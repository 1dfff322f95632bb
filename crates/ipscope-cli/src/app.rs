//! Wiring of the caching layer for a CLI invocation.

use crate::config::CliConfig;
use ipscope_cache::{CacheWorker, ClientRegistry, FilesystemCacheStore, Registration};
use ipscope_core::{Error, InboundMessage, IpSnapshot, Reply, Request, Result};
use ipscope_net::{HttpFetcher, snapshot_from_response};
use std::path::PathBuf;
use std::sync::Arc;
use tracing::{debug, warn};

/// A lookup answered by the caching layer.
pub struct Observed {
    pub snapshot: IpSnapshot,
    /// Set when the network failed and a stored copy was served.
    pub cached_at: Option<chrono::DateTime<chrono::Utc>>,
}

/// The caching layer as seen by one CLI process.
pub struct App {
    pub config: CliConfig,
    pub store: Arc<FilesystemCacheStore>,
    pub registration: Arc<Registration>,
}

impl App {
    /// Open the cache directory and register the configured worker.
    pub async fn start(config: CliConfig, cache_dir: PathBuf) -> Result<Self> {
        let store = Arc::new(FilesystemCacheStore::new(cache_dir));
        let fetcher = Arc::new(HttpFetcher::new(config.worker.fetch_timeout())?);
        let clients = Arc::new(ClientRegistry::new());
        let registration = Arc::new(Registration::new(clients.clone()));

        let worker = CacheWorker::new(config.worker.clone(), store.clone(), fetcher, clients)?;
        let state = registration.register(Arc::new(worker)).await?;
        debug!(state = %state, "Worker registered");

        Ok(Self {
            config,
            store,
            registration,
        })
    }

    pub fn clients(&self) -> &Arc<ClientRegistry> {
        self.registration.clients()
    }

    /// Look up the current address through the caching layer, so a stored
    /// copy answers when the network is down. Fails with [`Error::Offline`]
    /// when neither is available.
    pub async fn lookup(&self) -> Result<Observed> {
        let request = Request::get(self.config.lookup.json_url()?);
        let response = self
            .registration
            .resolve(&request)
            .await
            .map_err(|e| match e {
                e if e.is_network() => Error::Offline(request.url.to_string()),
                e => e,
            })?;
        let snapshot = snapshot_from_response(&response)?;
        Ok(Observed {
            snapshot,
            cached_at: response.stored_at,
        })
    }

    /// Hand a snapshot to the caching layer for offline use.
    pub async fn remember(&self, snapshot: &IpSnapshot) {
        let payload = match serde_json::to_value(snapshot) {
            Ok(payload) => payload,
            Err(e) => {
                warn!(error = %e, "Failed to encode snapshot");
                return;
            }
        };
        if let Err(e) = self
            .registration
            .post_message(InboundMessage::CacheIpData(payload))
            .await
        {
            warn!(error = %e, "Failed to cache IP data");
        }
    }

    pub async fn version(&self) -> Result<String> {
        match self
            .registration
            .post_message(InboundMessage::GetVersion)
            .await?
        {
            Some(Reply::Version { version }) => Ok(version),
            other => Err(Error::Internal(format!("Unexpected reply: {:?}", other))),
        }
    }

    /// Delete every partition, whatever its version.
    pub async fn clear(&self) -> Result<()> {
        match self
            .registration
            .post_message(InboundMessage::ClearCache)
            .await?
        {
            Some(Reply::CacheCleared { success: true, .. }) => Ok(()),
            Some(Reply::CacheCleared { error, .. }) => {
                Err(Error::CacheStore(error.unwrap_or_default()))
            }
            other => Err(Error::Internal(format!("Unexpected reply: {:?}", other))),
        }
    }
}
——
- **What you will do**:
Go through the material above line by line and tally each one holding "CacheCleared"; give the tally and nothing else.

- **Result below**:
2